Blitz quotidiano
powered by aruba

Banca Etruria insolvente: inchiesta bancarotta fraudolenta

Con l'apertura del quinto filone di inchiesta nel mirino degli inquirenti finiscono così tutti coloro che hanno governato la Popolare tra il 2013 e il 2015. Compreso l'ex vicepresidente dell'istituto Pier Luigi Boschi, padre del ministro delle Riforme Maria Elena Boschi

AREZZO –  Banca Etruria insolvente: si apre l’inchiesta per bancarotta fraudolenta. Nel mirino degli inquirenti finiscono così tutti coloro che hanno governato la Popolare tra il 2013 e il 2015. Quindi, ci ricorda Fabio Tonacci su la Repubblica, il direttore generale Luca Bronchi, gli ex presidenti Giuseppe Fornasari e Lorenzo Rosi, ma anche i vice Alfredo Berni e Pier Luigi Boschi, padre del ministro delle Riforme Maria Elena, oltre agli altri consiglieri di amministrazione.

Al momento non si conoscono i nomi delle persone iscritte nel registro degli indagati, ma si sa che il procuratore capo di Arezzo ha creato un pool di quattro magistrati, compreso lui stesso, dedicato solo al reato di bancarotta fraudolenta, quinto filone dell’inchiesta sul fallimento delle quattro banche popolari (Banca Etruria, Banca Marche, Cassa di risparmio di Chieti e Cassa di risparmio di Ferrara).

Spiega Tonacci su Repubblica:

“La base di lavoro è l’ultima relazione ispettiva della Banca d’Italia, in cui sono indicate una serie di spese deliberate dal vecchio Cda che hanno contribuito al dissesto dell’Etruria. Il pool indagherà sui 17 milioni di euro di consulenze per verificare che fossero veramente necessarie. Così come andranno ricostruiti i passaggi dietro alla maxi liquidazione da 1,1 milioni di euro per l’ex dg Luca Bronchi, erogati a metà 2014 quando la banca era già in crisi.
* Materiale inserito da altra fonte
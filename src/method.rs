//! HTTP method as a typed enum.
//!
//! Covers the RFC 9110 standard methods. Anything else is rejected by the
//! server with `405 Method Not Allowed` before the pipeline runs.

use std::fmt;
use std::str::FromStr;

/// A known HTTP method.
#[derive(Clone, Copy, Debug, Eq, Hash, PartialEq)]
pub enum Method {
    Connect,
    Delete,
    Get,
    Head,
    Options,
    Patch,
    Post,
    Put,
    Trace,
}

impl Method {
    /// All methods, in the order `Allow` headers list them.
    pub(crate) const ALL: [Method; 9] = [
        Self::Get,
        Self::Head,
        Self::Post,
        Self::Put,
        Self::Patch,
        Self::Delete,
        Self::Options,
        Self::Connect,
        Self::Trace,
    ];

    /// Returns the uppercase wire representation (e.g. `"GET"`).
    pub fn as_str(self) -> &'static str {
        match self {
            Self::Connect => "CONNECT",
            Self::Delete  => "DELETE",
            Self::Get     => "GET",
            Self::Head    => "HEAD",
            Self::Options => "OPTIONS",
            Self::Patch   => "PATCH",
            Self::Post    => "POST",
            Self::Put     => "PUT",
            Self::Trace   => "TRACE",
        }
    }
}

/// Parses an uppercase method string. Case-sensitive per RFC 9110 §9.1.
impl FromStr for Method {
    type Err = UnknownMethod;

    fn from_str(s: &str) -> Result<Self, Self::Err> {
        Self::ALL
            .into_iter()
            .find(|m| m.as_str() == s)
            .ok_or_else(|| UnknownMethod(s.to_owned()))
    }
}

impl TryFrom<&http::Method> for Method {
    type Error = UnknownMethod;

    fn try_from(m: &http::Method) -> Result<Self, Self::Error> {
        m.as_str().parse()
    }
}

impl fmt::Display for Method {
    fn fmt(&self, f: &mut fmt::Formatter<'_>) -> fmt::Result {
        f.write_str(self.as_str())
    }
}

/// A method token outside the supported set.
#[derive(Debug, thiserror::Error)]
#[error("unsupported method `{0}`")]
pub struct UnknownMethod(pub String);

#[cfg(test)]
mod tests {
    use super::*;

    #[test]
    fn parses_wire_names() {
        assert_eq!("DELETE".parse::<Method>().unwrap(), Method::Delete);
        assert_eq!(Method::try_from(&http::Method::PUT).unwrap(), Method::Put);
    }

    #[test]
    fn method_names_are_case_sensitive() {
        assert!("get".parse::<Method>().is_err());
        assert!("PURGE".parse::<Method>().is_err());
    }
}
Ma il filone più consistente sarà quello dei fidi, i prestiti elargiti “agli amici” su interessamento dei consiglieri di amministrazione e diventati crediti deteriorati: Bankitalia ha segnalato 198 posizioni per un totale di 185 milioni di euro e ha scoperto decine di fidejussioni inconsistenti”.

Finché Banca Etruria ha avuto una liquidità sufficiente per operare, la procura di Arezzo non ha considerato queste spese come malversazioni. Ma la dichiarazione di insolvenza dichiarata giovedì 11 febbraio dal Tribunale fallimentare di Arezzo ribalta tutto.

Per i giudici c’è una “irreversibilità dello stato di crisi” del vecchio istituto ed un “drammatico ed irreversibile dissolvimento dello stato patrimoniale dell’ente”.

Gli altri quattro filoni d’inchiesta riguardano l‘ostacolo alla vigilanza di Banca d’Italia per il quale il 10 marzo appariranno dinanzi al Giudice per le indagini preliminari Giuseppe Fornasari, Luca Bronchi e il direttore centrale David Canestri; il secondo è quello delle false fatturazioni con avviso di chiusura indagini bis a carico ancora di Fornasari e Bronchi; il terzo il conflitto di interessi nel quale sono indagati Lorenzo Rosi e l’ex consigliere Luciano Nataloni; il quarto quello relativo alla truffa ai danni dei risparmiatori per le obbligazioni subordinate.